Required action:
Copy each line of the records that contains the word "checkpoint".

━━ Given information ━━

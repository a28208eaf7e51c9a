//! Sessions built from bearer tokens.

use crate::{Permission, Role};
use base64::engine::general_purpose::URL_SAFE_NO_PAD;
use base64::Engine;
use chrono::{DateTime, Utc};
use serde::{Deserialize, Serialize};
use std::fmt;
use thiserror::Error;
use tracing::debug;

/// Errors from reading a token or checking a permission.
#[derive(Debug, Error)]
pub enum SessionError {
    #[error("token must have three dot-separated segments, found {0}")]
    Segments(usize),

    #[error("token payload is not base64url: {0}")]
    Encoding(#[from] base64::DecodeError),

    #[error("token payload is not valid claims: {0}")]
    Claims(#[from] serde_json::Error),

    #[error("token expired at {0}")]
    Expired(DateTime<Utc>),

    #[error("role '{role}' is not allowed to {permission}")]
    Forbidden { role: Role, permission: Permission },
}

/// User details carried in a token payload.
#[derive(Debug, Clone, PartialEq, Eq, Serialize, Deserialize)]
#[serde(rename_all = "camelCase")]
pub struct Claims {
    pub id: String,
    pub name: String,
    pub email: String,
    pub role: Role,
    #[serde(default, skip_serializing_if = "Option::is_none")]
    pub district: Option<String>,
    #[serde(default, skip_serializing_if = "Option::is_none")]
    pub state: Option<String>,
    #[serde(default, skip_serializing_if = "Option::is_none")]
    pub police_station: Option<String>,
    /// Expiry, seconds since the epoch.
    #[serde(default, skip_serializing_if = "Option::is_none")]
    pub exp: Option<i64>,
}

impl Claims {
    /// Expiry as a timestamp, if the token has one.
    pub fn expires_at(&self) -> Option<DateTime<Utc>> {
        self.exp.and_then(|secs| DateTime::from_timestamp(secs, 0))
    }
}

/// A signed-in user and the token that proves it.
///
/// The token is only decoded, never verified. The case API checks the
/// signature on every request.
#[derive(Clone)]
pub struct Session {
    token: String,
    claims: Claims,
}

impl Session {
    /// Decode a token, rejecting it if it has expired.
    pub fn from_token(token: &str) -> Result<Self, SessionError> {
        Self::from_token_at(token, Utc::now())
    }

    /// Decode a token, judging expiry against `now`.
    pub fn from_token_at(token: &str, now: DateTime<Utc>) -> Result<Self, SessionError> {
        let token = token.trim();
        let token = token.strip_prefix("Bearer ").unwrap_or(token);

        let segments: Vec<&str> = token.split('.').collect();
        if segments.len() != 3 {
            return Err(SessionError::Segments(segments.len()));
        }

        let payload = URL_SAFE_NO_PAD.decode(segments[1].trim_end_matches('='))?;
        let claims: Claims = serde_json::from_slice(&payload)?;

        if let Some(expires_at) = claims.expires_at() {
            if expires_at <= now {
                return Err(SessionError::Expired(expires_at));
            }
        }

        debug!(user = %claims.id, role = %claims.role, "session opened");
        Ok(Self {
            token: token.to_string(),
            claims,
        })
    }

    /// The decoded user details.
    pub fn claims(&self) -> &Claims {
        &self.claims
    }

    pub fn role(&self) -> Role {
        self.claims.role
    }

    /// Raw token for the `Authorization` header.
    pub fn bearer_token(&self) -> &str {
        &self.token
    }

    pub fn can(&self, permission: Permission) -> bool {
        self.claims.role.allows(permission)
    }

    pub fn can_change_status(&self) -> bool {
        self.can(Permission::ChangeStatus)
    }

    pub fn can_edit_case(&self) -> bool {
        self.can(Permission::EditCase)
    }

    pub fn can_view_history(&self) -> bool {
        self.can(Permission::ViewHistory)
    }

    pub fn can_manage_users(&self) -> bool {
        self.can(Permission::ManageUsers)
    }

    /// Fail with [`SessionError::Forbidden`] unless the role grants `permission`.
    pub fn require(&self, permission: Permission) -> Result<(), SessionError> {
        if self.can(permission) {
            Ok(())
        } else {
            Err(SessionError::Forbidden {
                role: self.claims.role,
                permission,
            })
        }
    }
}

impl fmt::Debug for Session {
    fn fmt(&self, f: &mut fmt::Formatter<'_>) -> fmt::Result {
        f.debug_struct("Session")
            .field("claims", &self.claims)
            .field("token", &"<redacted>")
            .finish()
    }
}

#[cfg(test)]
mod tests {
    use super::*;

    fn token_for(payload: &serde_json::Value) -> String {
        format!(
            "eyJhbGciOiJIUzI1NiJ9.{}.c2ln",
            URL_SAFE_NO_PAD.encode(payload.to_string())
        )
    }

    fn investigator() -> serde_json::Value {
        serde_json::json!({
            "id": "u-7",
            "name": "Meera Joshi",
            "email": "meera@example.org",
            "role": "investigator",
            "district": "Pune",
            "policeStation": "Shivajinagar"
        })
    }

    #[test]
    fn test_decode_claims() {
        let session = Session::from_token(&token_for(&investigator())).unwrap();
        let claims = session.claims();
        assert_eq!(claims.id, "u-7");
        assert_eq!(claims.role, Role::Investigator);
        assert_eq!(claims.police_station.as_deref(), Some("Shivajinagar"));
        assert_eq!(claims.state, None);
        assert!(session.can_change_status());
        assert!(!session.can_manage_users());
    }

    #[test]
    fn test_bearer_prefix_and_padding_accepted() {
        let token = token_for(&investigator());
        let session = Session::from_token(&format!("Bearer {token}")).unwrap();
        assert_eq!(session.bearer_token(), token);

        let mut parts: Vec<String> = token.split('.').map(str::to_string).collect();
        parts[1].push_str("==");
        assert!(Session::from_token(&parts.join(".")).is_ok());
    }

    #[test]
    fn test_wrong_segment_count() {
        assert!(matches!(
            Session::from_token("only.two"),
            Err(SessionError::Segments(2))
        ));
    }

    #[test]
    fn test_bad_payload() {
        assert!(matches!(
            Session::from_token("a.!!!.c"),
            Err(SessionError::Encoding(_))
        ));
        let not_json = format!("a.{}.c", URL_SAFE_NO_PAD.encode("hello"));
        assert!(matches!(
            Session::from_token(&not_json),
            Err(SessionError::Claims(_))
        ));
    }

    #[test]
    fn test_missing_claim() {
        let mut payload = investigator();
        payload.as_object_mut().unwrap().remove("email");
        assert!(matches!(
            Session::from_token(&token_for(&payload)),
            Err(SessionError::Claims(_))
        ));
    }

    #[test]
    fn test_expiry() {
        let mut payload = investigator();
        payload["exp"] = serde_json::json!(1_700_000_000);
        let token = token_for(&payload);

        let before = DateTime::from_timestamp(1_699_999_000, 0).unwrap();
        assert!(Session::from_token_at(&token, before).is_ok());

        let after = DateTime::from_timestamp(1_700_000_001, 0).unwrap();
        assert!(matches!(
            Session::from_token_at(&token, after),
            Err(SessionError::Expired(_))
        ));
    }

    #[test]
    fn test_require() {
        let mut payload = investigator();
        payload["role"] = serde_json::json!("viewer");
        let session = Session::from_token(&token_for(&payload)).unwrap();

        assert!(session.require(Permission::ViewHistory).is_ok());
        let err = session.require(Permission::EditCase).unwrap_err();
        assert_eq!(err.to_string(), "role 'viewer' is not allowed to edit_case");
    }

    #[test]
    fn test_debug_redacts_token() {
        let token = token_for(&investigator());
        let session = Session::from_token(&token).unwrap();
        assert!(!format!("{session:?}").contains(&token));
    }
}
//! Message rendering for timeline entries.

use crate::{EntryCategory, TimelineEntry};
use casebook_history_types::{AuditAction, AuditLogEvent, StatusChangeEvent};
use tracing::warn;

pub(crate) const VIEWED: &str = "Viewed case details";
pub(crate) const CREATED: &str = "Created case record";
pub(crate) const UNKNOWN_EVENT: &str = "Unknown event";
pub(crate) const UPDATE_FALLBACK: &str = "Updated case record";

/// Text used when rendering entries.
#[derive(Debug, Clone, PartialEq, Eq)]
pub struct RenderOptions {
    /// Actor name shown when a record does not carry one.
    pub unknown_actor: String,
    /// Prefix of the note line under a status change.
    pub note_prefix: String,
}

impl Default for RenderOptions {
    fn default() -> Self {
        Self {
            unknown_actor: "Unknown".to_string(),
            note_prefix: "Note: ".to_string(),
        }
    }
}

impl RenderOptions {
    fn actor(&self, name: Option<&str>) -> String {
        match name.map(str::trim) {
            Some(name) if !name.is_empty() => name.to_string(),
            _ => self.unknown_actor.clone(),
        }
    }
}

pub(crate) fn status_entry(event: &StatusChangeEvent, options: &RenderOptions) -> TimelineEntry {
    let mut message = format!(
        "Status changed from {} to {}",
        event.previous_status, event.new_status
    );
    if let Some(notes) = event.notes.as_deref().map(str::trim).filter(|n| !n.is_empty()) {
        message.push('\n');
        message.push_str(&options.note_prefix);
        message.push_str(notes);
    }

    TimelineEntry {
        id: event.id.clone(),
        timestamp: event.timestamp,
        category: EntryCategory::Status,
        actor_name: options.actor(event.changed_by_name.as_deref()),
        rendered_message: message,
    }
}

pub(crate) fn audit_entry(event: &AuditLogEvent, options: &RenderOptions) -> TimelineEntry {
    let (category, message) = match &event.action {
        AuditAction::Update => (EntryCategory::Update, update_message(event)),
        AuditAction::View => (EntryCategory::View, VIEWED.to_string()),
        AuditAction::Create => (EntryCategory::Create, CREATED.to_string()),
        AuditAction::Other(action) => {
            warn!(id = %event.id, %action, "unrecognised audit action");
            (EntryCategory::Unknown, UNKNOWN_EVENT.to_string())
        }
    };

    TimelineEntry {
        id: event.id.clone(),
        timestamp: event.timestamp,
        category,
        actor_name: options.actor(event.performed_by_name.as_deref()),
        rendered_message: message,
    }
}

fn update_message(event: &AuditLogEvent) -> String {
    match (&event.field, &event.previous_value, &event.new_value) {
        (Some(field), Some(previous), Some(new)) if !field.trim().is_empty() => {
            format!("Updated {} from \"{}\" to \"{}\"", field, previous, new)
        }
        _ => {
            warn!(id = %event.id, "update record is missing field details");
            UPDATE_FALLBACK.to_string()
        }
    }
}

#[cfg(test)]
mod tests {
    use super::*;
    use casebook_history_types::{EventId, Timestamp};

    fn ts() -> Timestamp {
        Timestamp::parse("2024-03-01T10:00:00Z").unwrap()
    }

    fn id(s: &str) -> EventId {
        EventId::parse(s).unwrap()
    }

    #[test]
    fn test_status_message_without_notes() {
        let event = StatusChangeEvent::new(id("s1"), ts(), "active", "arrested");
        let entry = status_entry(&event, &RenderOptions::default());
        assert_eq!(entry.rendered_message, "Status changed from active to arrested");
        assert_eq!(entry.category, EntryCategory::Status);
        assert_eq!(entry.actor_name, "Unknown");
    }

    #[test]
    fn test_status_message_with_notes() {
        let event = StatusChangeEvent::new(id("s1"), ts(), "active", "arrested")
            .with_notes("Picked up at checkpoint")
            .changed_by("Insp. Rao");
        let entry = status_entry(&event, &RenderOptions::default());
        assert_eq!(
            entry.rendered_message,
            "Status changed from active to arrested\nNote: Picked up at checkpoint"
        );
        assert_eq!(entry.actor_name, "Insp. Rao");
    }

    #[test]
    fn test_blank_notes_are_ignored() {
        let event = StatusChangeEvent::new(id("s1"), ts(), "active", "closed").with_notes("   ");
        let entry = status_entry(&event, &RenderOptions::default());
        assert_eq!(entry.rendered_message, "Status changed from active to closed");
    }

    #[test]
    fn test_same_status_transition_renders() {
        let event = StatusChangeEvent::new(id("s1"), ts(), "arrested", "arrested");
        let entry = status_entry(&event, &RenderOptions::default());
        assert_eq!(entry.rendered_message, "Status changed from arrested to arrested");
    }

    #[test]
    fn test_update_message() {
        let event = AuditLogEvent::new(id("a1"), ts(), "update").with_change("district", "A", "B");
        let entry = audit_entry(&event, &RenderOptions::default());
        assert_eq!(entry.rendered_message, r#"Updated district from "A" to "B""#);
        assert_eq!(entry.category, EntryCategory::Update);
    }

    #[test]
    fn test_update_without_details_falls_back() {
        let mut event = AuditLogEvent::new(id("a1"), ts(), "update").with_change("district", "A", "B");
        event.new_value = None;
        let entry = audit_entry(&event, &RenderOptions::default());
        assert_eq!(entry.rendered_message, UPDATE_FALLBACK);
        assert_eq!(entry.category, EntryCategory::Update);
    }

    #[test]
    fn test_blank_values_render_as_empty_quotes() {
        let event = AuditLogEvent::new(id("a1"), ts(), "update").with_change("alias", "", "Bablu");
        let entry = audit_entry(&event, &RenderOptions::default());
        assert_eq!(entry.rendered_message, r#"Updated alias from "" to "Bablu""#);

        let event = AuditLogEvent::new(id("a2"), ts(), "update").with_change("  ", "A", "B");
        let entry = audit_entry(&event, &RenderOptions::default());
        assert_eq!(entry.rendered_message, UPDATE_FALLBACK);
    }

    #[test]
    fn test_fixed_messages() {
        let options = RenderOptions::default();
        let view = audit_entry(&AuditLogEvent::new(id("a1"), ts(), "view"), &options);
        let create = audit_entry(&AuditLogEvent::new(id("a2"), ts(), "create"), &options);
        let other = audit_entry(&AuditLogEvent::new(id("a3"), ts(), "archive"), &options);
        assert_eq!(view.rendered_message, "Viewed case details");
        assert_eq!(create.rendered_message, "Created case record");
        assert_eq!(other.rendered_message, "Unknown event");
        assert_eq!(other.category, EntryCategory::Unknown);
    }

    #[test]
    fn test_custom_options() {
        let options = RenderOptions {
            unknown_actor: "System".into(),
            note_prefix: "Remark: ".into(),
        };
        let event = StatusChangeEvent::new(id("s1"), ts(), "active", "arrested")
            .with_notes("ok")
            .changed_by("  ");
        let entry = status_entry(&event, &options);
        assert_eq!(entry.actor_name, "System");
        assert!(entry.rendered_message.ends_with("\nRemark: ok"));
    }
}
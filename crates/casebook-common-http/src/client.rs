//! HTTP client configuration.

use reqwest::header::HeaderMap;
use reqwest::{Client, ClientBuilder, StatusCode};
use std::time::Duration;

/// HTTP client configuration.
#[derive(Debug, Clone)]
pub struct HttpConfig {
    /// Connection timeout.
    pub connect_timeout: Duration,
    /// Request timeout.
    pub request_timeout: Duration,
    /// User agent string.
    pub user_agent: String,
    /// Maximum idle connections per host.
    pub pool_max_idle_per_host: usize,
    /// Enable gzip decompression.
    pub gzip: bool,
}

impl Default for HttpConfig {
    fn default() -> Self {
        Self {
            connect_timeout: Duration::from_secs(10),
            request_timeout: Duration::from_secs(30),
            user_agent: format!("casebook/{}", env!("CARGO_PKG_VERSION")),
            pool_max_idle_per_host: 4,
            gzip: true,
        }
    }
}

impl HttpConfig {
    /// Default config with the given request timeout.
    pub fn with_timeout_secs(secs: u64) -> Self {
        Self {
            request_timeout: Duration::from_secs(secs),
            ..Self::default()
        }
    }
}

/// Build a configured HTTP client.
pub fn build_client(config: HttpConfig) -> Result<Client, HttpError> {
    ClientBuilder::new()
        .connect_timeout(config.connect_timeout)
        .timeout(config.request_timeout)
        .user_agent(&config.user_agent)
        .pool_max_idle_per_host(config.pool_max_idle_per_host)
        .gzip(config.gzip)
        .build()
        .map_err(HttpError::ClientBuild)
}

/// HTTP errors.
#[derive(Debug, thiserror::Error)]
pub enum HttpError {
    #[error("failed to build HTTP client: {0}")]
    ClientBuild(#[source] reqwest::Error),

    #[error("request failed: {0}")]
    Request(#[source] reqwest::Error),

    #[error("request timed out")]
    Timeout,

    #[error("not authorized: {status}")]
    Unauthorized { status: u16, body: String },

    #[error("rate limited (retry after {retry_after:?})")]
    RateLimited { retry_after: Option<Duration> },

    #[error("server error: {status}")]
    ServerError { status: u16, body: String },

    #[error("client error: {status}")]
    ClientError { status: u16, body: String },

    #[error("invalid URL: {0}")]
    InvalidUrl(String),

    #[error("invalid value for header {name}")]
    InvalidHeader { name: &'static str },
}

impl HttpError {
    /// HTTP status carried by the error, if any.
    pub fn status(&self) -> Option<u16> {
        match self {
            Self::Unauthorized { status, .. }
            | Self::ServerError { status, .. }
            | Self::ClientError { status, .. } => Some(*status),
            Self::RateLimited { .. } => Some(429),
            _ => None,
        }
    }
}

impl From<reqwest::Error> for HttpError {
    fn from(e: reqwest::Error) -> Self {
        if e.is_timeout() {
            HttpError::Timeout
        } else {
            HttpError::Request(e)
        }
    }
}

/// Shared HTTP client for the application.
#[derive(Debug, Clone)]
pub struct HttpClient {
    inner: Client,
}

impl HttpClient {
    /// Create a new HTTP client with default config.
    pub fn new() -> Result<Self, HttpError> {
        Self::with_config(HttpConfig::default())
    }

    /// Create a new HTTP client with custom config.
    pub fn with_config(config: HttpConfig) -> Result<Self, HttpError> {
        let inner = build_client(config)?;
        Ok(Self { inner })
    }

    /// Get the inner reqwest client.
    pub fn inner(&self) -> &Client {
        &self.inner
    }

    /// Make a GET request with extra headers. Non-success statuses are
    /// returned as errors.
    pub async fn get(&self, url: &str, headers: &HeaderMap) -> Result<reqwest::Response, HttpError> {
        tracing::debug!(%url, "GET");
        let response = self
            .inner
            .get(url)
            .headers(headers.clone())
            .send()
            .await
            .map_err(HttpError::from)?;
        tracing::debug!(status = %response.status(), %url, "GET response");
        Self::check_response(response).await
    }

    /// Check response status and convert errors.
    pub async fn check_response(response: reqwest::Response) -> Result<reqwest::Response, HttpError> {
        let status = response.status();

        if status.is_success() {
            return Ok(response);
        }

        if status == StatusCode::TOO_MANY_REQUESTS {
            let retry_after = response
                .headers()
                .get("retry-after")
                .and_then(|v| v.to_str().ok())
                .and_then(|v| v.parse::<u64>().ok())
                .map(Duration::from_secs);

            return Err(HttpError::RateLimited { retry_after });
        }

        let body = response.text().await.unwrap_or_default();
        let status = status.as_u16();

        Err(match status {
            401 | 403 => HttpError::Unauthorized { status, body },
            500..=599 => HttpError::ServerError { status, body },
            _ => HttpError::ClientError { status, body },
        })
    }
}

━━━

Problem solution:
            .with_notes("Picked up at checkpoint")
            "Status changed from active to arrested\nNote: Picked up at checkpoint"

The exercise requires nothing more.